One of the things I dislike most about Christmas is hearing Stop The Cavalry by Jona Lewie. America
doesn't have this particular scourge but the UK is full of it. Every shopping centre,
every motorway services - I even switched on the car radio and there it was in
all its joyous jollity.
We've come over to England to spend Christmas with my
mother. But she's in the hospital again - another fall. I seem to have spent
most of my time since I got here talking to care agencies, social workers, nurses
and physiotherapists, using my best efforts to get her out in time for
Christmas.
'I'm coming home with you.'
'Er...no, I'm afraid you have to stay here for the moment
but we're working on getting you out as soon as possible.'
'Why can't I come home now?'
Lies, half truths, this feeling that we've somehow let her
down as she accepts the situation yet again.
'Where will I sleep?'
She looks anxiously around. Her face lightens up -
'There's a bed here,' she says, indicating her own bed. 'I
could sleep here.'
The physiotherapist looks busy, doesn't make eye contact,
ducks out of the ward in a flurry of goodbyes - have a great holiday! She won't be back until after Christmas.

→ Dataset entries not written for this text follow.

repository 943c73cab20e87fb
use axum::extract::{Path, State};
use pantrychef_core::domain::session::ports::SessionService;
use uuid::Uuid;

use crate::application::http::{
    server::{
        api_entities::{api_error::ApiError, response::Response},
        app_state::AppState,
    },
    session::handlers::get_session::SessionResponse,
};

#[utoipa::path(
    post,
    path = "/{session_id}/confirm",
    tag = "session",
    summary = "Generate recipes from the confirmed ingredients",
    description = "A failed generation returns the session to ingredient review with an error message",
    responses(
        (status = 200, body = SessionResponse),
        (status = 409, description = "Session is busy or not reviewing ingredients"),
        (status = 422, description = "Nothing selected and no manual entry")
    ),
    params(
        ("session_id" = Uuid, Path, description = "Session ID"),
    ),
)]
pub async fn confirm_ingredients(
    Path(session_id): Path<Uuid>,
    State(state): State<AppState>,
) -> Result<Response<SessionResponse>, ApiError> {
    let snapshot = state
        .service
        .confirm_ingredients(session_id)
        .await
        .map_err(ApiError::from)?;

    Ok(Response::OK(SessionResponse { data: snapshot }))
}
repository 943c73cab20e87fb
pub mod api_entities;
pub mod app_state;
pub mod http_server;
pub mod openapi;
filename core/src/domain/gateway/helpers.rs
use serde::de::DeserializeOwned;

use crate::domain::gateway::{
    entities::{DetectedIngredient, RecipeDraft},
    errors::ParseError,
};

/// Decodes the raw model text into a typed array.
///
/// Missing or blank text is a valid "nothing found" answer.
pub fn parse_model_array<T: DeserializeOwned>(raw: Option<&str>) -> Result<Vec<T>, ParseError> {
    let Some(text) = raw.map(str::trim).filter(|text| !text.is_empty()) else {
        return Ok(Vec::new());
    };

    let value: serde_json::Value =
        serde_json::from_str(text).map_err(|e| ParseError::InvalidJson(e.to_string()))?;

    if !value.is_array() {
        return Err(ParseError::SchemaMismatch(
            "expected a JSON array at the top level".to_string(),
        ));
    }

    serde_json::from_value(value).map_err(ParseError::from)
}

pub fn parse_detected_ingredients(raw: Option<&str>) -> Result<Vec<DetectedIngredient>, ParseError> {
    parse_model_array(raw)
}

pub fn parse_recipe_drafts(raw: Option<&str>) -> Result<Vec<RecipeDraft>, ParseError> {
    parse_model_array(raw)
}

#[cfg(test)]
mod tests {
    use super::*;
    use crate::domain::recipe::entities::Difficulty;

    #[test]
    fn test_blank_text_is_empty_result() {
        assert_eq!(parse_detected_ingredients(None).unwrap(), vec![]);
        assert_eq!(parse_detected_ingredients(Some("  \n")).unwrap(), vec![]);
    }

    #[test]
    fn test_non_json_is_invalid_json() {
        let result = parse_detected_ingredients(Some("I see a tomato"));
        assert!(matches!(result, Err(ParseError::InvalidJson(_))));
    }

    #[test]
    fn test_object_instead_of_array_is_schema_mismatch() {
        let result = parse_detected_ingredients(Some(r#"{"name":"Tomato","category":"vegetable"}"#));
        assert!(matches!(result, Err(ParseError::SchemaMismatch(_))));
    }

    #[test]
    fn test_missing_required_field_is_schema_mismatch() {
        let result = parse_detected_ingredients(Some(r#"[{"name":"Tomato"}]"#));
        assert!(matches!(result, Err(ParseError::SchemaMismatch(_))));
    }

    #[test]
    fn test_recipe_with_unknown_difficulty_is_rejected() {
        let raw = r#"[{
            "title": "Soup", "description": "Warm", "time": "10 mins",
            "difficulty": "Extreme", "ingredients": ["Tomato"],
            "instructions": ["Boil"], "wasteReductionTip": "Use peels"
        }]"#;
        assert!(matches!(
            parse_recipe_drafts(Some(raw)),
            Err(ParseError::SchemaMismatch(_))
        ));
    }

    #[test]
    fn test_recipe_calories_are_optional() {
        let raw = r#"[{
            "title": "Soup", "description": "Warm", "time": "10 mins",
            "difficulty": "Medium", "ingredients": ["Tomato"],
            "instructions": ["Boil"], "wasteReductionTip": "Use peels"
        }]"#;
        let drafts = parse_recipe_drafts(Some(raw)).unwrap();
        assert_eq!(drafts.len(), 1);
        assert_eq!(drafts[0].difficulty, Difficulty::Medium);
        assert_eq!(drafts[0].calories, None);
    }
}
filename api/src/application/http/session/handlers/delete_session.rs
use axum::extract::{Path, State};
use pantrychef_core::domain::session::ports::SessionService;
use uuid::Uuid;

use crate::application::http::server::{
    api_entities::{api_error::ApiError, response::Response},
    app_state::AppState,
};

#[utoipa::path(
    delete,
    path = "/{session_id}",
    tag = "session",
    summary = "Delete a session",
    responses(
        (status = 204, description = "Session deleted"),
        (status = 404, description = "Session not found")
    ),
    params(
        ("session_id" = Uuid, Path, description = "Session ID"),
    ),
)]
pub async fn delete_session(
    Path(session_id): Path<Uuid>,
    State(state): State<AppState>,
) -> Result<Response<()>, ApiError> {
    state
        .service
        .delete_session(session_id)
        .await
        .map_err(ApiError::from)?;

    Ok(Response::NoContent)
}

Without her consent my mother's home care won't be reinstated so she's going
nowhere. She's spending Christmas in the hospital and I've got to try and
explain it to her.
Even though life reaches its inevitable conclusion nothing
prepares us for old age, deterioration and death. Some of us spend our lives
sneering at it, not putting anything away for retirement, as though treating it
with disdain might somehow stave it off. I'm one of those people, and even now I'm
trying to shut out a whisper somewhere in the back of my mind: You're Next...
Getting old is a frustrating and infuriating business. You
go through life gathering experience and wisdom until you reach an age when you
no longer have the energy to put any of it to use. It leaves you in rages of
impotent fury at the the idiocies of the younger and more vital - the ones in
charge, ignorant, semi-capable at best, but driven.
It would be far better to start out with all that wisdom and
experience and gradually lose it. Old age, middle-age even, would be far more
bearable - just give me a Gameboy, a bowl of Cheerio's and I'll be, like...
yeah - whatever...
Oh for the Gift Of Stupidity! I could be so happy plodding
along, cluttering up some shopping centre, inanely singing along to the brass
band on Stop The Cavalry, celebrating
Christmas because that's what you do, eating my way to diabetes and an early
death.
As it is some nights I'm practically howling at the moon.
As it is some nights I'm practically howling at the moon.